Job Summary:
Arena Club is pioneering the collectibles domain with a fully digital marketplace for sports cards and memorabilia. They are seeking a Senior Data Engineer to build and maintain reliable data pipelines, improve data quality, and integrate data to enhance strategic decision-making and operational performance.
Responsibilities:
• Maintain and optimize inbound and outbound ETL pipelines built on AWS Glue (Python Shell & Spark ETL)
• Manage Redshift cluster performance across various schemas
• Own integrations with SaaS data sources via AppFlow and direct connectors
• Operate outbound distribution pipelines to external vendors
• Manage infrastructure, alerting, and migration state tracking
• Lead the migration from ad-hoc SQL scripts to a Bronze/Silver/Gold medallion architecture with dbt as the transformation layer
• Design and implement dimensional models, i.e., fact tables and dimensions
• Build the Silver staging layer
• Architect the real-time CDC pipeline
• Implement data contracts and governance at the Silver layer to insulate downstream consumers from source changes
• Implement a hot/cold storage strategy via Redshift Spectrum
• Build the Unified Access Layer
• Design and automate Glue jobs
• Configure S3 lifecycle policies for progressive cost reduction
Qualifications:
Required:
• 5+ years in data engineering with production pipeline ownership (not just analytics or BI)
• Deep AWS experience: Glue (both Python Shell and Spark ETL), Redshift, S3, IAM, EventBridge, Lambda, AppFlow
• Strong SQL: complex joins, window functions, MERGE/UPSERT patterns, Redshift-specific optimization (sort keys, dist keys, VACUUM/ANALYZE)
• Python fluency: boto3, data processing libraries, writing production Glue scripts (not just notebooks)
• Dimensional modeling: star schemas, fact/dimension design, SCD Type 1 and Type 2 implementation
• dbt: hands-on experience building and maintaining staging, intermediate, and mart models with tests and documentation
• Data warehouse operations: schema migration, incremental loads, backfill strategies, monitoring, and alerting
• Hands-on experience using AI tools (Claude or Cursor preferred; other agentic tools welcome) to ship code, build agents, and automate workflows
Preferred:
• Redshift Spectrum: experience with external schemas, Parquet/Hive partitioning, and unified hot/cold querying
• CDC / streaming: Postgres WAL, Debezium, EventBridge, or similar change data capture pipelines
• Data Mesh concepts: domain-oriented ownership, data-as-a-product thinking, federated governance
• AppFlow & SaaS integrations: configuring and troubleshooting managed connectors for Stripe, Zendesk, Mixpanel, etc.
• Cost optimization: right-sizing Glue jobs (Python Shell vs.

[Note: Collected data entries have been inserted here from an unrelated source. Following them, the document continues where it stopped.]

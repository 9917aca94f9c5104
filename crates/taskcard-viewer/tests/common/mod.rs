use std::collections::HashSet;
use std::sync::{Arc, Mutex};

use async_trait::async_trait;
use chrono::NaiveDate;
use rust_decimal::Decimal;
use taskcard_adapter::{
    MockWalletSigner, Result, Task, TaskId, TaskService, TaskServiceError, TaskStatus,
};
use taskcard_viewer::card::{ApplyOutcome, CardFuture, CardServices, CardUpdate, TaskCard};
use taskcard_viewer::clipboard::MemoryClipboard;
use taskcard_viewer::notify::RecordingNotifier;
use tokio::sync::Notify;

#[allow(dead_code)]
pub const WALLET: &str = "0x00000000000000000000000000000000000000c3";

pub fn sample_task(id: u64, status: TaskStatus) -> Task {
    Task {
        id: TaskId(id),
        status,
        reward: Decimal::new(500, 0),
        title: "Organize community call".to_string(),
        metadata: "ipfs://bafy/call.png".to_string(),
        creator_role: 1,
        authorized_roles: vec![1, 4],
        assignee: String::new(),
        end_date: NaiveDate::from_ymd_opt(2026, 12, 15).unwrap(),
    }
}

/// Task service answering from a script and recording every call.
/// Successful mutations move the task along its lifecycle.
pub struct ScriptedTaskService {
    task: Mutex<Task>,
    approvals: u64,
    min_quorum: u64,
    leader: bool,
    member: bool,
    failing: HashSet<&'static str>,
    gate: Mutex<Option<(&'static str, Arc<Notify>)>>,
    calls: Mutex<Vec<String>>,
}

#[allow(dead_code)]
impl ScriptedTaskService {
    pub fn new(task: Task) -> Self {
        Self {
            task: Mutex::new(task),
            approvals: 0,
            min_quorum: 1,
            leader: false,
            member: false,
            failing: HashSet::new(),
            gate: Mutex::new(None),
            calls: Mutex::new(Vec::new()),
        }
    }

    pub fn leader(mut self, leader: bool) -> Self {
        self.leader = leader;
        self
    }

    pub fn member(mut self, member: bool) -> Self {
        self.member = member;
        self
    }

    pub fn approvals(mut self, approvals: u64, min_quorum: u64) -> Self {
        self.approvals = approvals;
        self.min_quorum = min_quorum;
        self
    }

    /// Make the named call fail with a gateway rejection
    pub fn failing(mut self, operation: &'static str) -> Self {
        self.failing.insert(operation);
        self
    }

    /// Hold the next call of the named operation until the gate is notified
    pub fn gated(self, operation: &'static str, gate: Arc<Notify>) -> Self {
        self.hold_next(operation, gate);
        self
    }

    pub fn hold_next(&self, operation: &'static str, gate: Arc<Notify>) {
        *self.gate.lock().unwrap() = Some((operation, gate));
    }

    pub fn count(&self, call: &str) -> usize {
        self.calls().iter().filter(|recorded| *recorded == call).count()
    }

    pub fn calls(&self) -> Vec<String> {
        self.calls.lock().unwrap().clone()
    }

    async fn enter(&self, operation: &'static str, arg: String) -> Result<()> {
        self.calls.lock().unwrap().push(format!("{operation}({arg})"));
        let held = {
            let mut slot = self.gate.lock().unwrap();
            if slot.as_ref().is_some_and(|(gated, _)| *gated == operation) {
                slot.take().map(|(_, gate)| gate)
            } else {
                None
            }
        };
        if let Some(gate) = held {
            gate.notified().await;
        }
        if self.failing.contains(operation) {
            return Err(TaskServiceError::Rejected {
                status: 500,
                message: format!("{operation} reverted"),
            });
        }
        Ok(())
    }

    async fn mutate(&self, operation: &'static str, arg: String, next: TaskStatus) -> Result<()> {
        self.enter(operation, arg).await?;
        self.task.lock().unwrap().status = next;
        Ok(())
    }
}

#[async_trait]
impl TaskService for ScriptedTaskService {
    async fn start_task(&self, task_id: TaskId) -> Result<()> {
        self.mutate("start_task", task_id.to_string(), TaskStatus::Progress).await
    }

    async fn review_task(&self, task_id: TaskId, note: &str) -> Result<()> {
        self.mutate("review_task", format!("{task_id}, {note}"), TaskStatus::Review).await
    }

    async fn complete_task(&self, task_id: TaskId) -> Result<()> {
        self.mutate("complete_task", task_id.to_string(), TaskStatus::Completed).await
    }

    async fn cancel_task(&self, task_id: TaskId) -> Result<()> {
        self.mutate("cancel_task", task_id.to_string(), TaskStatus::Canceled).await
    }

    async fn has_member_role(&self, address: &str) -> Result<bool> {
        self.enter("has_member_role", address.to_string()).await?;
        Ok(self.member)
    }

    async fn has_leader_role(&self, address: &str) -> Result<bool> {
        self.enter("has_leader_role", address.to_string()).await?;
        Ok(self.leader)
    }

    async fn get_quorum_approvals(&self, task_id: TaskId) -> Result<u64> {
        self.enter("get_quorum_approvals", task_id.to_string()).await?;
        Ok(self.approvals)
    }

    async fn get_min_quorum(&self) -> Result<u64> {
        self.enter("get_min_quorum", String::new()).await?;
        Ok(self.min_quorum)
    }

    /// Reads the task before a gate holds the call
    async fn get_task(&self, task_id: TaskId) -> Result<Task> {
        let mut task = self.task.lock().unwrap().clone();
        task.id = task_id;
        self.enter("get_task", task_id.to_string()).await?;
        Ok(task)
    }
}

pub struct Fixture {
    pub card: TaskCard,
    pub service: Arc<ScriptedTaskService>,
    pub notifier: Arc<RecordingNotifier>,
    #[allow(dead_code)]
    pub clipboard: Arc<MemoryClipboard>,
}

#[allow(dead_code)]
impl Fixture {
    pub fn new(service: ScriptedTaskService) -> Self {
        Self::with_clipboard(service, MemoryClipboard::default())
    }

    pub fn with_clipboard(service: ScriptedTaskService, clipboard: MemoryClipboard) -> Self {
        let task_id = service.task.lock().unwrap().id;
        let service = Arc::new(service);
        let notifier = Arc::new(RecordingNotifier::default());
        let clipboard = Arc::new(clipboard);
        let services = CardServices {
            service: service.clone(),
            identity: Arc::new(MockWalletSigner::with_address(WALLET)),
            notifier: notifier.clone(),
            clipboard: clipboard.clone(),
        };
        Self {
            card: TaskCard::new(services, task_id, "https://app.example.org"),
            service,
            notifier,
            clipboard,
        }
    }

    /// Mount and apply the initial load
    pub async fn mounted(service: ScriptedTaskService) -> Self {
        let mut fixture = Self::new(service);
        let mount = fixture.card.mount();
        settle(&mut fixture.card, mount).await;
        fixture
    }

    /// Calls other than the refresh queries
    pub fn mutations(&self) -> Vec<String> {
        self.service
            .calls()
            .into_iter()
            .filter(|call| {
                ["start_task", "review_task", "complete_task", "cancel_task"]
                    .iter()
                    .any(|name| call.starts_with(name))
            })
            .collect()
    }
}

#[allow(dead_code)]
pub async fn settle(card: &mut TaskCard, future: CardFuture<Option<CardUpdate>>) -> ApplyOutcome {
    match future.await {
        Some(update) => card.apply(update),
        None => ApplyOutcome::Ignored,
    }
}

Spark), Redshift concurrency scaling, S3 lifecycle policies
• Vendor distribution: building outbound API sync jobs with rate limiting, SFTP transfers, webhook delivery
• Familiarity with marketplace or e-commerce data (orders, payments, attribution, promo codes)
• Experience with Mixpanel, Customer.io, or Singular data exports and event schemas
• Prior experience migrating from monolithic ETL to medallion or lakehouse architectures
• Exposure to data governance tooling: data catalogs, lineage tracking, quality frameworks (e.g., Great Expectations, dbt tests)
Company:
Arena Club reimagines sports card collecting with trusted trading, grading, and a fun digital-meets-physical experience. Founded in 2021, the company is headquartered in Los Angeles, USA, with a team of 51-200 employees. The company is currently Growth Stage.